Концерт почти полностью идет на английском языке. Мне, безъязыкому, трудно, но все, что происходит на сцене, слава богу, понятно. Дети двух континентов, двух систем обращаются к взрослым правителям и просят со­хранить мир и жизнь на планете Земля.

Концерт идет в храме, в церкви, в присутствии более тысячи зрителей, расположившихся на длиннющих деревянных церковных скамьях. Перед глазами каждого из них - Библия. А стоит чуть поднять глаза, в огром­нейшем витражном окне - крест. Он за спинами детей, творящих молитву о мире и жизни. Слушатели, а среди них больше людей пожилых, но есть и дети, восприни­мают ее чуть снисходительно, но в общем доброжелатель­но отзываются на каждое слово, заранее смеются, пред­чувствуя юмор или даже намек на него.
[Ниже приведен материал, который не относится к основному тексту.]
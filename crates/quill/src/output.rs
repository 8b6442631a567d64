//! Status reporting for CLI commands.
//!
//! Results go to stdout; everything here goes to stderr so pipelines only see
//! the document.

use std::path::Path;

use console::{Style, Term};

use crate::error::CliError;

/// Reporter for command progress and failures.
pub(crate) struct Output {
    term: Term,
    done: Style,
    notice: Style,
    failure: Style,
}

impl Output {
    #[must_use]
    pub(crate) fn new() -> Self {
        Self {
            term: Term::stderr(),
            done: Style::new().green(),
            notice: Style::new().yellow(),
            failure: Style::new().red().bold(),
        }
    }

    /// Report a transformed document.
    ///
    /// Green when the result was written to a file, plain when it went to
    /// stdout.
    pub(crate) fn document_done(&self, code_blocks: usize, destination: Option<&Path>) {
        let summary = highlight_summary(code_blocks, destination);
        if destination.is_some() {
            self.line(&self.done.apply_to(summary).to_string());
        } else {
            self.line(&summary);
        }
    }

    /// Warn that the input document was JSON `null`.
    pub(crate) fn empty_document(&self) {
        self.line(
            &self
                .notice
                .apply_to("Document is empty (null), nothing to highlight")
                .to_string(),
        );
    }

    /// Report a failed command.
    pub(crate) fn failed(&self, err: &CliError) {
        self.line(&self.failure.apply_to(format!("Error: {err}")).to_string());
    }

    fn line(&self, msg: &str) {
        let _ = self.term.write_line(msg);
    }
}

/// One-line summary of a highlight run.
fn highlight_summary(code_blocks: usize, destination: Option<&Path>) -> String {
    let noun = if code_blocks == 1 {
        "code block"
    } else {
        "code blocks"
    };
    match destination {
        Some(path) => format!("Highlighted {code_blocks} {noun} into {}", path.display()),
        None => format!("Highlighted {code_blocks} {noun}"),
    }
}

#[cfg(test)]
mod tests {
    use super::*;
    use pretty_assertions::assert_eq;

    #[test]
    fn test_highlight_summary() {
        assert_eq!(highlight_summary(0, None), "Highlighted 0 code blocks");
        assert_eq!(highlight_summary(1, None), "Highlighted 1 code block");
        assert_eq!(
            highlight_summary(3, Some(Path::new("out/page.json"))),
            "Highlighted 3 code blocks into out/page.json"
        );
    }
}
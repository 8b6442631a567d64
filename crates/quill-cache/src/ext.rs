//! Extension trait for [`CacheBucket`] with string convenience methods.

use crate::CacheBucket;

/// Typed convenience methods for [`CacheBucket`].
///
/// Implemented as default methods on an extension trait so that
/// [`CacheBucket`] stays object-safe and implementors only handle raw bytes.
///
/// # Example
///
/// ```
/// use quill_cache::{Cache, CacheBucketExt, MemoryCache};
///
/// let cache = MemoryCache::new();
/// let bucket = cache.bucket("highlight");
///
/// bucket.insert_string("rust", "<pre>fn main() {}</pre>");
/// assert_eq!(
///     bucket.get_string("rust").as_deref(),
///     Some("<pre>fn main() {}</pre>")
/// );
/// ```
pub trait CacheBucketExt: CacheBucket {
    /// Retrieve a cached UTF-8 string.
    ///
    /// Returns `None` on cache miss or invalid UTF-8.
    fn get_string(&self, key: &str) -> Option<String> {
        let bytes = self.get(key)?;
        String::from_utf8(bytes).ok()
    }

    /// Store a string value unless the key is already present.
    fn insert_string(&self, key: &str, value: &str) -> bool {
        self.insert(key, value.as_bytes())
    }
}

impl<B: CacheBucket + ?Sized> CacheBucketExt for B {}
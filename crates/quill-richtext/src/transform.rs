//! Code block highlighting over rich-text trees.
//!
//! [`RichTextTransformer`] rebuilds a tree with every `code_block` node replaced
//! by an `html` node holding highlighted markup. Sibling subtrees are
//! transformed in parallel on the rayon pool; the indexed collect keeps the
//! children in their original positions.

use rayon::prelude::*;

use crate::consts::DEFAULT_LANGUAGE;
use crate::highlight::Highlighter;
use crate::node::{RichTextNode, code_source};

/// Replaces code blocks with highlighted markup.
///
/// # Example
///
/// ```
/// use quill_richtext::{Highlighter, RichTextNode, RichTextTransformer, SyntectHighlighter};
///
/// let transformer = RichTextTransformer::new(Highlighter::new(SyntectHighlighter::new()));
/// let doc = RichTextNode::container(
///     "doc",
///     vec![RichTextNode::code_block("rust", &["fn main() {}"])],
/// );
///
/// let out = transformer.transform(Some(doc)).unwrap();
/// assert_eq!(out.content().unwrap()[0].kind(), "html");
/// ```
pub struct RichTextTransformer {
    highlighter: Highlighter,
}

impl RichTextTransformer {
    /// Create a transformer using `highlighter` for code blocks.
    #[must_use]
    pub fn new(highlighter: Highlighter) -> Self {
        Self { highlighter }
    }

    /// The highlighter used for code blocks.
    pub fn highlighter(&self) -> &Highlighter {
        &self.highlighter
    }

    /// Transform a possibly absent document.
    ///
    /// `None` is returned unchanged. Never fails: highlighting errors are
    /// absorbed by the highlighter's fallback.
    pub fn transform(&self, node: Option<RichTextNode>) -> Option<RichTextNode> {
        let node = node?;
        let code_blocks = node.code_block_count();
        let transformed = self.transform_node(node);
        tracing::debug!(code_blocks, "transformed rich-text document");
        Some(transformed)
    }

    /// Transform one node and its subtree.
    pub fn transform_node(&self, node: RichTextNode) -> RichTextNode {
        match node {
            RichTextNode::CodeBlock { meta, content } => {
                let language = meta.code_language().unwrap_or(DEFAULT_LANGUAGE);
                let source = code_source(content.as_deref());
                RichTextNode::Html {
                    html: self.highlighter.highlight(&source, language),
                }
            }
            RichTextNode::Container { meta, content } => {
                let content = content
                    .into_par_iter()
                    .map(|child| self.transform_node(child))
                    .collect();
                RichTextNode::Container { meta, content }
            }
            node @ (RichTextNode::Leaf { .. }
            | RichTextNode::Html { .. }
            | RichTextNode::Opaque { .. }) => node,
        }
    }
}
Кажется, они настроены веселиться, ждут развлечения. Но не все, что звучит из детских уст, развлекательно: "Стоит ли упре­кать нас, русских, за то, что мы живем и думаем иначе, не так, как вы? Мистер президент, а будут ли у нас рас­светы, минует ли нас атомная погибель? Остановите вой­ну, дыхание которой мы слышим, остановите гонку вооружений, мистер президент!"

Генерал Уолтерс ерзает на широкой скамье:

- Почему они обращаются только к президенту? Пусть бы и к Генеральному секретарю...

А детская молитва продолжается:

- Мы будем обращаться с жалобой к Генеральному секретарю ООН...

- Ну вот видите, дошла очередь и до Генерального секретаря, - пытаются успокоить генерала наши дипломаты.

- Пусть обращаются, пусть обращаются в ООН. Для того, чтобы что-то сделать, денег там все равно нет. - Генерал выносит приговор детской молитве, как гвоздь вбивает: - Несбалансированная программа...

Я вздрагиваю, услышав перевод его слов. Это может быть приговор и мне. Какая у меня программа: сбалансированная или нет? В глубине души я понимаю, как и почему я оказался здесь. Дурак, блаженный меж двуx воюющих сторон. В воздухе носится призрак звездной космической войны, призрак СОИ. Я нужен генералам обеих сторон. Но я обратился именно к ООН - организации надправительственной. Не знаю, верю ли я в Бога. С утра - вроде атеист. К вечеру - верующий. А это значит - язычник, поганец. Но сегодня вечером в американском храме я верю молитве наших и американских детей. В высший, детский разум, не отягощенный и не обворованный соображени­ями генералов той и другой стороны.

Раздумьями об этом и закончился мой первый день пребывания в Нью-Йорке.

***

Приближается к концу и второй день.

Понедельник - день тяжелый и в Америке. Но само ощущение времени, кажется, утеряно. Дает знать о себе, конечно, разница в часовых поясах, угнетает и расстоя­ние. Но дело, видимо, совсем не в этом. Не в том, что люди разделены временем, расстоянием, укладом жизни. Это нечто иное. И сейчас я пытаюсь понять, что же? Выхваченность, выдернутость из родной тебе, привыч­ной почвы. И потому день прожитый нереален, он слов­но в тумане. Осознание того, что он еще тянется, про­должается, только дрожит в памяти, которой ты сам не всегда доверяешь, отрицаешь ее, потому что все здесь чужое: вода, хлеб, воздух, даже бумага и ручка, которой ты пишешь. А если это чужое, то и ты себе не свой. Заб­ранное железной решеткой окно, из которого льется бес­конечный ровный шум, словно неподалеку низвергается водопад или мельница, ветряк, крутится - это пульс чужой жизни, индустриальный пульс Нью-Йорка, пере­малывающего человеческие жизни, судьбы. Сейчас в эту крупорушку помещен и я.